How about: instead of nagging carefree shoppers about the impermanence of life, couldn’t the government instead focus on working out how to support the mentally ill so that they don’t do such things in the first place? It’s a tall order, yes, but perhaps in 100 years we will succeed if that’s our focus. To install stupid memorials is to miss the point, and detract from what should be our focus.

A Charles Schultz drawing.

10. Other subjects discussed:
– Mr B could not remember the details or source of a study that included an experiment: photographs of a missing boy were placed all around a shopping mall. The young boy himself stood in the mall for hours, vainly waiting to be recognised!
That prompted Uncle Pete to tell us a funny thing that happened to him: he and his wife discovered such a poster featuring Peter’s brother!
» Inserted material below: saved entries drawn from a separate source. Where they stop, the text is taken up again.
// self
use crate::{
	_prelude::*,
	provider::{
		COPILOT_CHAT_URL, COPILOT_TOKEN_URL, GITHUB_ACCESS_TOKEN_URL, GITHUB_DEVICE_CODE_URL,
		ProviderDescriptor, ProviderEndpoints, ProviderQuirks,
	},
};

/// Errors raised while constructing or validating descriptors.
#[derive(Debug, PartialEq, Eq, ThisError)]
pub enum ProviderDescriptorError {
	/// Built-in endpoint constant failed to parse.
	#[error("The {endpoint} endpoint is not a valid URL.")]
	InvalidEndpoint {
		/// Which endpoint failed to parse.
		endpoint: &'static str,
		/// Underlying parsing failure.
		#[source]
		source: url::ParseError,
	},
	/// Endpoints must use HTTPS.
	#[error("The {endpoint} endpoint must use HTTPS: {url}.")]
	InsecureEndpoint {
		/// Which endpoint failed validation.
		endpoint: &'static str,
		/// Endpoint URL that failed validation.
		url: String,
	},
	/// Polling can only slow down by a positive amount.
	#[error("The slow_down increment must be positive.")]
	NonPositiveSlowDown,
	/// Identity headers cannot be blank.
	#[error("The {header} header value cannot be empty.")]
	EmptyHeader {
		/// Header whose configured value is blank.
		header: &'static str,
	},
	/// Reject scope delimiters that are control characters.
	#[error("Scope delimiter must be a printable character.")]
	InvalidScopeDelimiter {
		/// Invalid delimiter that was supplied.
		delimiter: char,
	},
}

/// Builder for [`ProviderDescriptor`] values. Unset endpoints fall back to GitHub production.
#[derive(Debug, Default)]
pub struct ProviderDescriptorBuilder {
	/// Overrides the device authorization endpoint.
	pub device_authorization_endpoint: Option<Url>,
	/// Overrides the device token endpoint.
	pub device_token_endpoint: Option<Url>,
	/// Overrides the session token endpoint.
	pub session_token_endpoint: Option<Url>,
	/// Overrides the chat completion endpoint.
	pub chat_completions_endpoint: Option<Url>,
	/// Provider-specific quirks.
	pub quirks: ProviderQuirks,
}
impl ProviderDescriptorBuilder {
	/// Sets the device authorization endpoint.
	pub fn device_authorization_endpoint(mut self, url: Url) -> Self {
		self.device_authorization_endpoint = Some(url);

		self
	}

	/// Sets the device token endpoint.
	pub fn device_token_endpoint(mut self, url: Url) -> Self {
		self.device_token_endpoint = Some(url);

		self
	}

	/// Sets the session token endpoint.
	pub fn session_token_endpoint(mut self, url: Url) -> Self {
		self.session_token_endpoint = Some(url);

		self
	}

	/// Sets the chat completion endpoint.
	pub fn chat_completions_endpoint(mut self, url: Url) -> Self {
		self.chat_completions_endpoint = Some(url);

		self
	}

	/// Overrides the provider quirks.
	pub fn quirks(mut self, quirks: ProviderQuirks) -> Self {
		self.quirks = quirks;

		self
	}

	/// Consumes the builder and validates the resulting descriptor.
	pub fn build(self) -> Result<ProviderDescriptor, ProviderDescriptorError> {
		let endpoints = ProviderEndpoints {
			device_authorization: or_default(
				"device_authorization",
				self.device_authorization_endpoint,
				GITHUB_DEVICE_CODE_URL,
			)?,
			device_token: or_default(
				"device_token",
				self.device_token_endpoint,
				GITHUB_ACCESS_TOKEN_URL,
			)?,
			session_token: or_default(
				"session_token",
				self.session_token_endpoint,
				COPILOT_TOKEN_URL,
			)?,
			chat_completions: or_default(
				"chat_completions",
				self.chat_completions_endpoint,
				COPILOT_CHAT_URL,
			)?,
		};
		let descriptor = ProviderDescriptor { endpoints, quirks: self.quirks };

		descriptor.validate()?;

		Ok(descriptor)
	}
}

impl ProviderDescriptor {
	/// Validates invariants for the descriptor.
	fn validate(&self) -> Result<(), ProviderDescriptorError> {
		validate_endpoint("device_authorization", &self.endpoints.device_authorization)?;
		validate_endpoint("device_token", &self.endpoints.device_token)?;
		validate_endpoint("session_token", &self.endpoints.session_token)?;
		validate_endpoint("chat_completions", &self.endpoints.chat_completions)?;

		if !self.quirks.slow_down_increment.is_positive() {
			return Err(ProviderDescriptorError::NonPositiveSlowDown);
		}

		for (header, value) in [
			("user-agent", &self.quirks.user_agent),
			("editor-version", &self.quirks.editor_version),
			("openai-organization", &self.quirks.organization),
			("authorization", &self.quirks.session_token_scheme),
		] {
			if value.trim().is_empty() {
				return Err(ProviderDescriptorError::EmptyHeader { header });
			}
		}

		if self.quirks.scope_delimiter.is_control() {
			return Err(ProviderDescriptorError::InvalidScopeDelimiter {
				delimiter: self.quirks.scope_delimiter,
			});
		}

		Ok(())
	}
}

fn or_default(
	endpoint: &'static str,
	configured: Option<Url>,
	fallback: &str,
) -> Result<Url, ProviderDescriptorError> {
	match configured {
		Some(url) => Ok(url),
		None => Url::parse(fallback)
			.map_err(|source| ProviderDescriptorError::InvalidEndpoint { endpoint, source }),
	}
}

fn validate_endpoint(name: &'static str, url: &Url) -> Result<(), ProviderDescriptorError> {
	if url.scheme() != "https" {
		Err(ProviderDescriptorError::InsecureEndpoint { endpoint: name, url: url.to_string() })
	} else {
		Ok(())
	}
}

#[cfg(test)]
mod tests {
	// self
	use super::*;

	fn url(value: &str) -> Url {
		Url::parse(value).expect("Failed to parse descriptor test URL.")
	}

	#[test]
	fn defaults_point_at_github_production() {
		let descriptor =
			ProviderDescriptor::github_copilot().expect("Default descriptor should validate.");

		assert_eq!(descriptor.endpoints.device_authorization.as_str(), GITHUB_DEVICE_CODE_URL);
		assert_eq!(descriptor.endpoints.device_token.as_str(), GITHUB_ACCESS_TOKEN_URL);
		assert_eq!(descriptor.endpoints.session_token.as_str(), COPILOT_TOKEN_URL);
		assert_eq!(descriptor.endpoints.chat_completions.as_str(), COPILOT_CHAT_URL);
		assert_eq!(descriptor.quirks.slow_down_increment, Duration::seconds(5));
		assert_eq!(descriptor.quirks.session_token_scheme, "token");
	}

	#[test]
	fn overrides_replace_only_the_named_endpoint() {
		let descriptor = ProviderDescriptor::builder()
			.chat_completions_endpoint(url("https://proxy.example.com/v1/chat/completions"))
			.build()
			.expect("Descriptor with a chat override should validate.");

		assert_eq!(
			descriptor.endpoints.chat_completions.as_str(),
			"https://proxy.example.com/v1/chat/completions"
		);
		assert_eq!(descriptor.endpoints.session_token.as_str(), COPILOT_TOKEN_URL);
	}

	#[test]
	fn rejects_insecure_endpoints() {
		let err = ProviderDescriptor::builder()
			.device_token_endpoint(url("http://github.com/login/oauth/access_token"))
			.build()
			.expect_err("Plain HTTP endpoints must be rejected.");

		assert!(matches!(
			err,
			ProviderDescriptorError::InsecureEndpoint { endpoint: "device_token", .. }
		));
	}

	#[test]
	fn rejects_degenerate_quirks() {
		let quirks = ProviderQuirks { slow_down_increment: Duration::ZERO, ..Default::default() };
		let err = ProviderDescriptor::builder()
			.quirks(quirks)
			.build()
			.expect_err("A zero slow_down increment must be rejected.");

		assert_eq!(err, ProviderDescriptorError::NonPositiveSlowDown);

		let quirks = ProviderQuirks { user_agent: "  ".into(), ..Default::default() };
		let err = ProviderDescriptor::builder()
			.quirks(quirks)
			.build()
			.expect_err("A blank user agent must be rejected.");

		assert_eq!(err, ProviderDescriptorError::EmptyHeader { header: "user-agent" });

		let quirks = ProviderQuirks { scope_delimiter: '\n', ..Default::default() };
		let err = ProviderDescriptor::builder()
			.quirks(quirks)
			.build()
			.expect_err("Control-character delimiters must be rejected.");

		assert!(matches!(err, ProviderDescriptorError::InvalidScopeDelimiter { .. }));
	}
}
Peter rang his brother to inform him that he was missing. Peter’s brother explained that he had gone missing for a couple of days after a domestic dispute, and the police had been diligent in putting up signs!

– Mr B gave three concrete reasons why Christians don’t truly believe in the existence of their God. (Two were supplied by his friend, Jon. Thanks, Jon!)
Was Mr B being serious? Yes, he was. Were his arguments strong? He thinks so. What are the reasons he gave? This scribe ain’t telling. Ask Mr B the next time you’re at Speakers’ Corner.

– Mirko stood on the Ladder of Knowledge and generously explained how gravity makes water. This discombobulated the poor Mr B, because he had only just got his head around Mirko’s previous claim that photosynthesis made water.
It’s good to see Mirko’s advances in science continue. If Mr B cannot keep up that’s his problem.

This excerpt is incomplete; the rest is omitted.